[Dataset entries]
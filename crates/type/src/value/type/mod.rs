// SPDX-License-Identifier: MIT
// Copyright (c) 2025 ReifyDB

use std::fmt::{Display, Formatter};

use serde::{Deserialize, Serialize};

mod get;

pub use get::GetType;

use crate::value::FormatId;

/// All concrete SQL value types
#[derive(Clone, Copy, Debug, Hash, PartialEq, Eq, PartialOrd, Ord, Serialize, Deserialize)]
pub enum Type {
	/// A boolean: true or false.
	Boolean,
	/// A 1-byte signed integer
	TinyInt,
	/// A 2-byte signed integer
	SmallInt,
	/// A 4-byte signed integer
	Integer,
	/// An 8-byte signed integer
	BigInt,
	/// A 4-byte floating point
	Real,
	/// An 8-byte floating point
	Double,
	/// An exact numeric, represented by the booted decimal implementation
	Decimal,
	/// Fixed length character data, blank padded
	Char,
	/// Varying length character data
	VarChar,
	/// Long varying length character data
	LongVarChar,
	/// Character large object
	Clob,
	/// Fixed length character data ordered by the database locale
	NationalChar,
	/// Varying length character data ordered by the database locale
	NationalVarChar,
	/// Long varying length character data ordered by the database locale
	NationalLongVarChar,
	/// Character large object ordered by the database locale
	NClob,
	/// Fixed length binary data
	Bit,
	/// Varying length binary data
	VarBit,
	/// Long varying length binary data
	LongVarBit,
	/// Binary large object
	Blob,
	/// A calendar date (year, month, day)
	Date,
	/// A time of day with second precision
	Time,
	/// A date and time of day with nanosecond precision
	Timestamp,
	/// A reference to a stored row
	Ref,
	/// An opaque user defined object
	UserType,
	/// An XML document
	Xml,
	/// The storage location of a heap row
	RowLocation,
}

impl Type {
	pub const ALL: [Type; 27] = [
		Type::Boolean,
		Type::TinyInt,
		Type::SmallInt,
		Type::Integer,
		Type::BigInt,
		Type::Real,
		Type::Double,
		Type::Decimal,
		Type::Char,
		Type::VarChar,
		Type::LongVarChar,
		Type::Clob,
		Type::NationalChar,
		Type::NationalVarChar,
		Type::NationalLongVarChar,
		Type::NClob,
		Type::Bit,
		Type::VarBit,
		Type::LongVarBit,
		Type::Blob,
		Type::Date,
		Type::Time,
		Type::Timestamp,
		Type::Ref,
		Type::UserType,
		Type::Xml,
		Type::RowLocation,
	];

	pub fn is_number(&self) -> bool {
		matches!(
			self,
			Type::TinyInt
				| Type::SmallInt | Type::Integer
				| Type::BigInt | Type::Real
				| Type::Double | Type::Decimal
		)
	}

	pub fn is_integer(&self) -> bool {
		matches!(self, Type::TinyInt | Type::SmallInt | Type::Integer | Type::BigInt)
	}

	pub fn is_floating_point(&self) -> bool {
		matches!(self, Type::Real | Type::Double)
	}

	pub fn is_bool(&self) -> bool {
		matches!(self, Type::Boolean)
	}

	/// Character types are the only collation sensitive types
	pub fn is_character(&self) -> bool {
		matches!(
			self,
			Type::Char
				| Type::VarChar | Type::LongVarChar
				| Type::Clob | Type::NationalChar
				| Type::NationalVarChar
				| Type::NationalLongVarChar
				| Type::NClob
		)
	}

	/// National character types bind the database collator when constructed
	pub fn is_national(&self) -> bool {
		matches!(self, Type::NationalChar | Type::NationalVarChar | Type::NationalLongVarChar | Type::NClob)
	}

	pub fn is_binary(&self) -> bool {
		matches!(self, Type::Bit | Type::VarBit | Type::LongVarBit | Type::Blob)
	}

	pub fn is_temporal(&self) -> bool {
		matches!(self, Type::Date | Type::Time | Type::Timestamp)
	}

	pub fn is_large_object(&self) -> bool {
		matches!(self, Type::Clob | Type::NClob | Type::Blob)
	}

	/// The blank padded fixed length types
	pub fn is_fixed_length(&self) -> bool {
		matches!(self, Type::Char | Type::NationalChar | Type::Bit)
	}
}

impl Type {
	/// The stored format id of this type. Part of the on-disk contract.
	pub fn format_id(&self) -> FormatId {
		match self {
			Type::Boolean => FormatId::BOOLEAN,
			Type::TinyInt => FormatId::TINYINT,
			Type::SmallInt => FormatId::SMALLINT,
			Type::Integer => FormatId::INTEGER,
			Type::BigInt => FormatId::BIGINT,
			Type::Real => FormatId::REAL,
			Type::Double => FormatId::DOUBLE,
			Type::Decimal => FormatId::DECIMAL,
			Type::Char => FormatId::CHAR,
			Type::VarChar => FormatId::VARCHAR,
			Type::LongVarChar => FormatId::LONGVARCHAR,
			Type::Clob => FormatId::CLOB,
			Type::NationalChar => FormatId::NATIONAL_CHAR,
			Type::NationalVarChar => FormatId::NATIONAL_VARCHAR,
			Type::NationalLongVarChar => FormatId::NATIONAL_LONGVARCHAR,
			Type::NClob => FormatId::NCLOB,
			Type::Bit => FormatId::BIT,
			Type::VarBit => FormatId::VARBIT,
			Type::LongVarBit => FormatId::LONGVARBIT,
			Type::Blob => FormatId::BLOB,
			Type::Date => FormatId::DATE,
			Type::Time => FormatId::TIME,
			Type::Timestamp => FormatId::TIMESTAMP,
			Type::Ref => FormatId::REF,
			Type::UserType => FormatId::USERTYPE,
			Type::Xml => FormatId::XML,
			Type::RowLocation => FormatId::HEAP_ROW_LOCATION,
		}
	}

	/// Direct lookup of the type stored under `format_id`. `None` for ids
	/// this version does not know.
	pub fn from_format_id(format_id: FormatId) -> Option<Type> {
		let ty = match format_id {
			FormatId::BOOLEAN => Type::Boolean,
			FormatId::TINYINT => Type::TinyInt,
			FormatId::SMALLINT => Type::SmallInt,
			FormatId::INTEGER => Type::Integer,
			FormatId::BIGINT => Type::BigInt,
			FormatId::REAL => Type::Real,
			FormatId::DOUBLE => Type::Double,
			FormatId::DECIMAL => Type::Decimal,
			FormatId::CHAR => Type::Char,
			FormatId::VARCHAR => Type::VarChar,
			FormatId::LONGVARCHAR => Type::LongVarChar,
			FormatId::CLOB => Type::Clob,
			FormatId::NATIONAL_CHAR => Type::NationalChar,
			FormatId::NATIONAL_VARCHAR => Type::NationalVarChar,
			FormatId::NATIONAL_LONGVARCHAR => Type::NationalLongVarChar,
			FormatId::NCLOB => Type::NClob,
			FormatId::BIT => Type::Bit,
			FormatId::VARBIT => Type::VarBit,
			FormatId::LONGVARBIT => Type::LongVarBit,
			FormatId::BLOB => Type::Blob,
			FormatId::DATE => Type::Date,
			FormatId::TIME => Type::Time,
			FormatId::TIMESTAMP => Type::Timestamp,
			FormatId::REF => Type::Ref,
			FormatId::USERTYPE => Type::UserType,
			FormatId::XML => Type::Xml,
			FormatId::HEAP_ROW_LOCATION => Type::RowLocation,
			_ => return None,
		};
		Some(ty)
	}
}

impl Display for Type {
	fn fmt(&self, f: &mut Formatter<'_>) -> std::fmt::Result {
		match self {
			Type::Boolean => f.write_str("BOOLEAN"),
			Type::TinyInt => f.write_str("TINYINT"),
			Type::SmallInt => f.write_str("SMALLINT"),
			Type::Integer => f.write_str("INTEGER"),
			Type::BigInt => f.write_str("BIGINT"),
			Type::Real => f.write_str("REAL"),
			Type::Double => f.write_str("DOUBLE"),
			Type::Decimal => f.write_str("DECIMAL"),
			Type::Char => f.write_str("CHAR"),
			Type::VarChar => f.write_str("VARCHAR"),
			Type::LongVarChar => f.write_str("LONG VARCHAR"),
			Type::Clob => f.write_str("CLOB"),
			Type::NationalChar => f.write_str("NATIONAL CHAR"),
			Type::NationalVarChar => f.write_str("NATIONAL VARCHAR"),
			Type::NationalLongVarChar => f.write_str("LONG NVARCHAR"),
			Type::NClob => f.write_str("NCLOB"),
			Type::Bit => f.write_str("CHAR FOR BIT DATA"),
			Type::VarBit => f.write_str("VARCHAR FOR BIT DATA"),
			Type::LongVarBit => f.write_str("LONG VARCHAR FOR BIT DATA"),
			Type::Blob => f.write_str("BLOB"),
			Type::Date => f.write_str("DATE"),
			Type::Time => f.write_str("TIME"),
			Type::Timestamp => f.write_str("TIMESTAMP"),
			Type::Ref => f.write_str("REF"),
			Type::UserType => f.write_str("JAVA_OBJECT"),
			Type::Xml => f.write_str("XML"),
			Type::RowLocation => f.write_str("ROW LOCATION"),
		}
	}
}

#[cfg(test)]
mod tests {
	use std::collections::HashSet;

	use super::*;

	#[test]
	fn test_format_id_round_trip_for_every_type() {
		for ty in Type::ALL {
			assert_eq!(Type::from_format_id(ty.format_id()), Some(ty), "{ty}");
		}
	}

	#[test]
	fn test_format_ids_are_unique() {
		let ids: HashSet<_> = Type::ALL.iter().map(|t| t.format_id()).collect();
		assert_eq!(ids.len(), Type::ALL.len());
	}

	#[test]
	fn test_unknown_format_id() {
		assert_eq!(Type::from_format_id(FormatId(0)), None);
		assert_eq!(Type::from_format_id(FormatId(u16::MAX)), None);
	}

	#[test]
	fn test_categories() {
		assert!(Type::NClob.is_character());
		assert!(Type::NClob.is_national());
		assert!(Type::NClob.is_large_object());
		assert!(!Type::Clob.is_national());
		assert!(!Type::Blob.is_character());
		assert!(Type::Decimal.is_number());
		assert!(!Type::Decimal.is_integer());
		assert!(Type::Timestamp.is_temporal());
	}
}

Work instructions –
Search the data and copy each line containing "NationalVarChar".

Final answer –
	NationalVarChar,
		Type::NationalVarChar,
				| Type::NationalVarChar
		matches!(self, Type::NationalChar | Type::NationalVarChar | Type::NationalLongVarChar | Type::NClob)
			Type::NationalVarChar => FormatId::NATIONAL_VARCHAR,
			FormatId::NATIONAL_VARCHAR => Type::NationalVarChar,
			Type::NationalVarChar => f.write_str("NATIONAL VARCHAR"),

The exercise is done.